*** Provided information ***
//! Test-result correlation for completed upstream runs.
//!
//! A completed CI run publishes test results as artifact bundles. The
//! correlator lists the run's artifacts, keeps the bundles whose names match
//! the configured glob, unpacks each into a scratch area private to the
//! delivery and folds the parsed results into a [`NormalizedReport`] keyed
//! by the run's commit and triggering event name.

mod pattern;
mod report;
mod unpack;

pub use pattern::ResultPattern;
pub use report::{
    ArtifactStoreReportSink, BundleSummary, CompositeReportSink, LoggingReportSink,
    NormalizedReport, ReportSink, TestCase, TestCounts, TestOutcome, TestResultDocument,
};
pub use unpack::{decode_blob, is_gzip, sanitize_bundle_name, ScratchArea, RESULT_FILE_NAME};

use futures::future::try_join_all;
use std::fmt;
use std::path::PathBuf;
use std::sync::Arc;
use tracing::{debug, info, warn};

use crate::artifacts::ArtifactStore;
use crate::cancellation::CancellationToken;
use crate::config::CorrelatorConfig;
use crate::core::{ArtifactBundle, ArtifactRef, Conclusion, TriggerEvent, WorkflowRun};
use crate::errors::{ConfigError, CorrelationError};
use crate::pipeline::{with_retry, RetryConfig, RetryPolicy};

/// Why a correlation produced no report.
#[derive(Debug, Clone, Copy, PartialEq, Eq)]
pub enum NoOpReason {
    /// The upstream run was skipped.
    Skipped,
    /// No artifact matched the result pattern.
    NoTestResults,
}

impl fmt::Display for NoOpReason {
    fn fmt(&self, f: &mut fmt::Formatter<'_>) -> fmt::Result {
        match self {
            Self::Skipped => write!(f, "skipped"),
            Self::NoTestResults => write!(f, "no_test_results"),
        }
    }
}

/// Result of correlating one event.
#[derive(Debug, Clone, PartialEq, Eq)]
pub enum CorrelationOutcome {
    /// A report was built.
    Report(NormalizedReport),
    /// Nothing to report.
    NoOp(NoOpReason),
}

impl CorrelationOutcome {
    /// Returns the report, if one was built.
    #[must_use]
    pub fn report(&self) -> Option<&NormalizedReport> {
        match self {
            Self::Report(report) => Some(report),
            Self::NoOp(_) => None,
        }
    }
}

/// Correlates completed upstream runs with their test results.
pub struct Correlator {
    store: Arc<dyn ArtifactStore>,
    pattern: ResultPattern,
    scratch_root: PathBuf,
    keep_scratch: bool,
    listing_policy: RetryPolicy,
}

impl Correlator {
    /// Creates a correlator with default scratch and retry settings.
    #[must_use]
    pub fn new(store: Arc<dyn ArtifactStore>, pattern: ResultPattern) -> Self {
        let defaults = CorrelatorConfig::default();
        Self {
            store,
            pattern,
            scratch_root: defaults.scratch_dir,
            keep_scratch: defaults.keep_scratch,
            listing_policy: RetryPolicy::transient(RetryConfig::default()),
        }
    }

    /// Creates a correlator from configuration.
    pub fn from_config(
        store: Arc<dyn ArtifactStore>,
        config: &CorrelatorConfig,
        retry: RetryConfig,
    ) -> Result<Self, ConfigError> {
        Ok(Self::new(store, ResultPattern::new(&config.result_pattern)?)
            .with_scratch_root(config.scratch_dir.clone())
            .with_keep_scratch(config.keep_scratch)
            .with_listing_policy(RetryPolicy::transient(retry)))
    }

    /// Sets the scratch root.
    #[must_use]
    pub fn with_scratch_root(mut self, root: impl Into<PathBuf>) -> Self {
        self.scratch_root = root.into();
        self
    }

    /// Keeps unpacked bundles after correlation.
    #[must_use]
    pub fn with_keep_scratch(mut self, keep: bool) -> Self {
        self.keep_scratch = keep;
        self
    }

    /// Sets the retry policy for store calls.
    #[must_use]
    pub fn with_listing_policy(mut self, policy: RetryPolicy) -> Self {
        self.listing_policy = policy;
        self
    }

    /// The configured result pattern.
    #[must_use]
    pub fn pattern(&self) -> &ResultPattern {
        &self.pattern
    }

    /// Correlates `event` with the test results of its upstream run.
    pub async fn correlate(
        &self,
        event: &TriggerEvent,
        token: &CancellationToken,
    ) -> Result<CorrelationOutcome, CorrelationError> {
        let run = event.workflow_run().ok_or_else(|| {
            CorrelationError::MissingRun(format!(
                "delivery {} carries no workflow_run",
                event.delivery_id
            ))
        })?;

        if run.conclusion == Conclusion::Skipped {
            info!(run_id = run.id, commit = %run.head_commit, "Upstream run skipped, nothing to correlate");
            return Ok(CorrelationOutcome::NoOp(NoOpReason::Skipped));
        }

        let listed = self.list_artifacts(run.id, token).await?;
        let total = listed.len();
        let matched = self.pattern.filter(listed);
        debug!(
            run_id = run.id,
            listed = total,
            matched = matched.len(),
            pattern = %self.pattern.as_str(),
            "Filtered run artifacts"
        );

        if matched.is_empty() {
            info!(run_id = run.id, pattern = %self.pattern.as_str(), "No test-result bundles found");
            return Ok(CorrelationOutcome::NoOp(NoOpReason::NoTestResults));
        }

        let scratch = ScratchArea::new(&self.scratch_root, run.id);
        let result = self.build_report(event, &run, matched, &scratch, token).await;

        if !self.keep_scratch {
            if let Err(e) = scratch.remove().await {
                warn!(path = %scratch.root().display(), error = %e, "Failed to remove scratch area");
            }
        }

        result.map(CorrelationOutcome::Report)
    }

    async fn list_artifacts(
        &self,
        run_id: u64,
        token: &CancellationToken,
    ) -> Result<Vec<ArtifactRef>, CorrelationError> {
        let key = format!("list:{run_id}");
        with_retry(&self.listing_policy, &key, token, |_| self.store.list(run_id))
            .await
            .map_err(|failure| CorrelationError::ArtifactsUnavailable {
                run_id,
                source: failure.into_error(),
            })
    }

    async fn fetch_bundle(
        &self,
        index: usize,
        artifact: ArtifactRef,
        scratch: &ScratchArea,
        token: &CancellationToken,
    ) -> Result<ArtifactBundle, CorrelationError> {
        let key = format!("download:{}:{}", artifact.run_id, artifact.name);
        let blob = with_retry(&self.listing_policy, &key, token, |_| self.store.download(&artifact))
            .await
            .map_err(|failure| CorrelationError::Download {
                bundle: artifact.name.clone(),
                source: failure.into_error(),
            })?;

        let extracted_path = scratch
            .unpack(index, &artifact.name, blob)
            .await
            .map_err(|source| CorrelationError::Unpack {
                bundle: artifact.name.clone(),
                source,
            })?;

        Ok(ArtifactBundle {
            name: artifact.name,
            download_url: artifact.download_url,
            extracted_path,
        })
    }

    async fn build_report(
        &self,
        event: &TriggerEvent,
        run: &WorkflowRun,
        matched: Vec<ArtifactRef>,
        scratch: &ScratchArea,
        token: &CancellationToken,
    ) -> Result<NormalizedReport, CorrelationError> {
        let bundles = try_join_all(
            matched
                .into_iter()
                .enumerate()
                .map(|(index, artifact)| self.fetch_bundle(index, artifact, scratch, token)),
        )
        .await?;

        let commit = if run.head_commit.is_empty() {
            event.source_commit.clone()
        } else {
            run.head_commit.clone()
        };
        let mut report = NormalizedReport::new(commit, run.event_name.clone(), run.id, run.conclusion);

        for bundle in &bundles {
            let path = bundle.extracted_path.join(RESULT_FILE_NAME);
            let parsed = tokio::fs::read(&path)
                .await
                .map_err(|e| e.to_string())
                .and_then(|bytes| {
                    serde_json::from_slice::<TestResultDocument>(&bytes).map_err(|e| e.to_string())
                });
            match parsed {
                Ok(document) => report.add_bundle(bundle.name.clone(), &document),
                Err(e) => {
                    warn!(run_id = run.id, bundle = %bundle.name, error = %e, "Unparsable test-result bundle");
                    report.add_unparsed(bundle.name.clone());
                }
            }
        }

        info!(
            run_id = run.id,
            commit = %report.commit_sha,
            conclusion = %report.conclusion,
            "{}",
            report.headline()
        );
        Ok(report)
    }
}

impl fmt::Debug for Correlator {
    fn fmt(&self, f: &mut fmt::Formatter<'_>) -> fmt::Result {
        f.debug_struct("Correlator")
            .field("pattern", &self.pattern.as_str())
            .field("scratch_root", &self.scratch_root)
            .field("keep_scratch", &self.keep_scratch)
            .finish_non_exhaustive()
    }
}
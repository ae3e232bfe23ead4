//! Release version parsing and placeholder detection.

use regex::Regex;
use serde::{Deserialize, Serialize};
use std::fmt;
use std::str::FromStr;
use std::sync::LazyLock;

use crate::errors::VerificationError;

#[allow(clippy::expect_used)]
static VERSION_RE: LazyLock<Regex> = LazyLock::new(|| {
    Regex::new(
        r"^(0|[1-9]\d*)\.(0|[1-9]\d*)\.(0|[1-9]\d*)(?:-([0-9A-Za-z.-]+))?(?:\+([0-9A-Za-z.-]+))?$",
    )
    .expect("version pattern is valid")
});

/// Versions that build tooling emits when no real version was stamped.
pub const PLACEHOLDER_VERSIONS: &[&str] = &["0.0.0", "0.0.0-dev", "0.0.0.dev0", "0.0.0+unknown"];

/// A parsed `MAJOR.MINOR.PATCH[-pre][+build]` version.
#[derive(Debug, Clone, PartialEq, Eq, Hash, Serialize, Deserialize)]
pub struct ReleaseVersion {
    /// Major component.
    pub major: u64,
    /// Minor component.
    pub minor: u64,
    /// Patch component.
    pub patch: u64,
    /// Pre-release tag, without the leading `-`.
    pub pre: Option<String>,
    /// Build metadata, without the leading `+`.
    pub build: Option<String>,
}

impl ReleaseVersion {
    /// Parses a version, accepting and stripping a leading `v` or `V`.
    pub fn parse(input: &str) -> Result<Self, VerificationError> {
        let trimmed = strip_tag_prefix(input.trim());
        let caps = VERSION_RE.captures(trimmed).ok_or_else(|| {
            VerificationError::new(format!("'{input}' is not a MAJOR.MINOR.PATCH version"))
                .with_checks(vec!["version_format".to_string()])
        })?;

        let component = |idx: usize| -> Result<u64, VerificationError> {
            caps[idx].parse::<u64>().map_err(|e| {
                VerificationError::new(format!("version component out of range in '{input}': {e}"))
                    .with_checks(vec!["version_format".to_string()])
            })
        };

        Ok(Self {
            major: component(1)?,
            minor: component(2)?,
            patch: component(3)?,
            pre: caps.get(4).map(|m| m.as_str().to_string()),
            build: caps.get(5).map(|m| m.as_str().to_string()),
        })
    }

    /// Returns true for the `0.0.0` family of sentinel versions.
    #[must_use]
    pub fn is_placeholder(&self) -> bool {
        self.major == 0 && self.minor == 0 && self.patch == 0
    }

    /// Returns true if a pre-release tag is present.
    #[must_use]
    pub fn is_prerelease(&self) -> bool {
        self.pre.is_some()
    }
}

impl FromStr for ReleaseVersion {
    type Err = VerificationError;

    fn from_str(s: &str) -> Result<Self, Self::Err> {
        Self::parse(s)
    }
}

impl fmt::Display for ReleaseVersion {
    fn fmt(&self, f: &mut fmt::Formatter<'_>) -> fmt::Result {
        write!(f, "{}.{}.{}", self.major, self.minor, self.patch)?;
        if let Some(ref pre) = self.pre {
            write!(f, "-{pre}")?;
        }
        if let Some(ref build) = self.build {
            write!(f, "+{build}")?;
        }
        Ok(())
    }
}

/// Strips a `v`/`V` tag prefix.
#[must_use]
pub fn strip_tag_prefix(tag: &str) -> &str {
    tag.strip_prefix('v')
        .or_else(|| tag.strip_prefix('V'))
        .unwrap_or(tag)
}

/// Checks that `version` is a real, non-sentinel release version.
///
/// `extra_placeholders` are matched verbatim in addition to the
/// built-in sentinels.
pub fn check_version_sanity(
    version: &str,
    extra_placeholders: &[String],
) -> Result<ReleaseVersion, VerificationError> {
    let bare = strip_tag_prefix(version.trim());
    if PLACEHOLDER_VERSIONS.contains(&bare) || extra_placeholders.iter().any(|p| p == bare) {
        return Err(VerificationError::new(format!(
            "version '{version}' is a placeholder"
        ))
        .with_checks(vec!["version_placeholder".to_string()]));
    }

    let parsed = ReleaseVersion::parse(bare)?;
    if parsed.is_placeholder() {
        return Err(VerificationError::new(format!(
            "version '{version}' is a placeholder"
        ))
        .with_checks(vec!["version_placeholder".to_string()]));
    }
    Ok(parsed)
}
*** End of Provided information ***
*** Provided information ***
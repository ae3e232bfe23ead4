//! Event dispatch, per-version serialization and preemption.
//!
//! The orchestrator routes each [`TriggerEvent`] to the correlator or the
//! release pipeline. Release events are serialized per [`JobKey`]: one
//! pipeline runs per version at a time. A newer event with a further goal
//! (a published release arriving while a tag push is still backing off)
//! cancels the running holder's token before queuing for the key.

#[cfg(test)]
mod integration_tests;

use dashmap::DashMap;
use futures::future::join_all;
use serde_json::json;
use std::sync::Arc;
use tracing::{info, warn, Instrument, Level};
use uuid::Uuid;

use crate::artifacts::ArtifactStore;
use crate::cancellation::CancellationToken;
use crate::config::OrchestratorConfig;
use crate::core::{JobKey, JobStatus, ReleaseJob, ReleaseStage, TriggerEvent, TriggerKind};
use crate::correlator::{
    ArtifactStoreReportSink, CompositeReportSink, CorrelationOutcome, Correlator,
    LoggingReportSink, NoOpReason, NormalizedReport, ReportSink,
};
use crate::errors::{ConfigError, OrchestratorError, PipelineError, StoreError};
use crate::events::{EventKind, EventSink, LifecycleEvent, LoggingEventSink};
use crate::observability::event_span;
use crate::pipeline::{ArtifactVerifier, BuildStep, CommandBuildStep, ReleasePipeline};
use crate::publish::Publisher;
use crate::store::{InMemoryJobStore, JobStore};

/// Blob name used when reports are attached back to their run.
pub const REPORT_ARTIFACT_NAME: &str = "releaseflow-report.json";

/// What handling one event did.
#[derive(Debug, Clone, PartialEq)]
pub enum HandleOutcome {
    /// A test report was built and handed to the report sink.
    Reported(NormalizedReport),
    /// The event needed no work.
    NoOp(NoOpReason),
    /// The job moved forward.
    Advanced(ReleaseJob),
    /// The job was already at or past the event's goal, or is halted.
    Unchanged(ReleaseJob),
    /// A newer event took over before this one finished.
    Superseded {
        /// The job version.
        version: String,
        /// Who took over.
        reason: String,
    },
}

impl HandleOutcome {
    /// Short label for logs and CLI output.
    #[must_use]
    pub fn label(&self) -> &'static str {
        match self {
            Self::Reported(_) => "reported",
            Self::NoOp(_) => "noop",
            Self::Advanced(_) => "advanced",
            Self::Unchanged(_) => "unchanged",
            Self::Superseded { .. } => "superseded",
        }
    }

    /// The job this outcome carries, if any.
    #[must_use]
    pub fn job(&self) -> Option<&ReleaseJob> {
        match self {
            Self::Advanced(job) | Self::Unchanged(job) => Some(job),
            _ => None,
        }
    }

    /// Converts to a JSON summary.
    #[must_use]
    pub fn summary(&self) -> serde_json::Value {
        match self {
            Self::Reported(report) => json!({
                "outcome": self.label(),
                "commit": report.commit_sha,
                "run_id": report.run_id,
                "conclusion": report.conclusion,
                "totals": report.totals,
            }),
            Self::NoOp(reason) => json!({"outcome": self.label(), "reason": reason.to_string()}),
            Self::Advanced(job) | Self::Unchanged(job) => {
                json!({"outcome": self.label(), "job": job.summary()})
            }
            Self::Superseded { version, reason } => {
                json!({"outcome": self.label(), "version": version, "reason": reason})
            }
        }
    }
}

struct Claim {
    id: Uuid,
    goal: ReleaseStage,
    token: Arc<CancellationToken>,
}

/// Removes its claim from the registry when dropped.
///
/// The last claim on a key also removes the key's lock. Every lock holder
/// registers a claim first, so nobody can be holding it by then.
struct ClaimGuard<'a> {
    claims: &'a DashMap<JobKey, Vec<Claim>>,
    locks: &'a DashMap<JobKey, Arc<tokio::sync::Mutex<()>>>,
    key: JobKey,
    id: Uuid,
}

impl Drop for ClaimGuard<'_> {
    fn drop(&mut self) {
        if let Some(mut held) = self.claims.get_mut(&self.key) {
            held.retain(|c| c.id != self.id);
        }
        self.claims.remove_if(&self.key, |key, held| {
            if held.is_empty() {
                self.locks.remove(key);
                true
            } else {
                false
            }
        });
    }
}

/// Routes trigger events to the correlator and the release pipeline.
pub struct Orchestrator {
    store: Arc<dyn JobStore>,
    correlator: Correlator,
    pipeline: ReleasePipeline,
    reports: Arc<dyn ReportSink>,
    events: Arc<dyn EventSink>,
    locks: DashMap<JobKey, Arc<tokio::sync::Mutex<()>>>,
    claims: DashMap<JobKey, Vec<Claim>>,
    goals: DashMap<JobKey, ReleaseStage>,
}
*** End of Provided information ***
» **What you will do**: Each line in the records above with "carries" must be returned.

» **Completed task**:
                "delivery {} carries no workflow_run",
    /// The job this outcome carries, if any.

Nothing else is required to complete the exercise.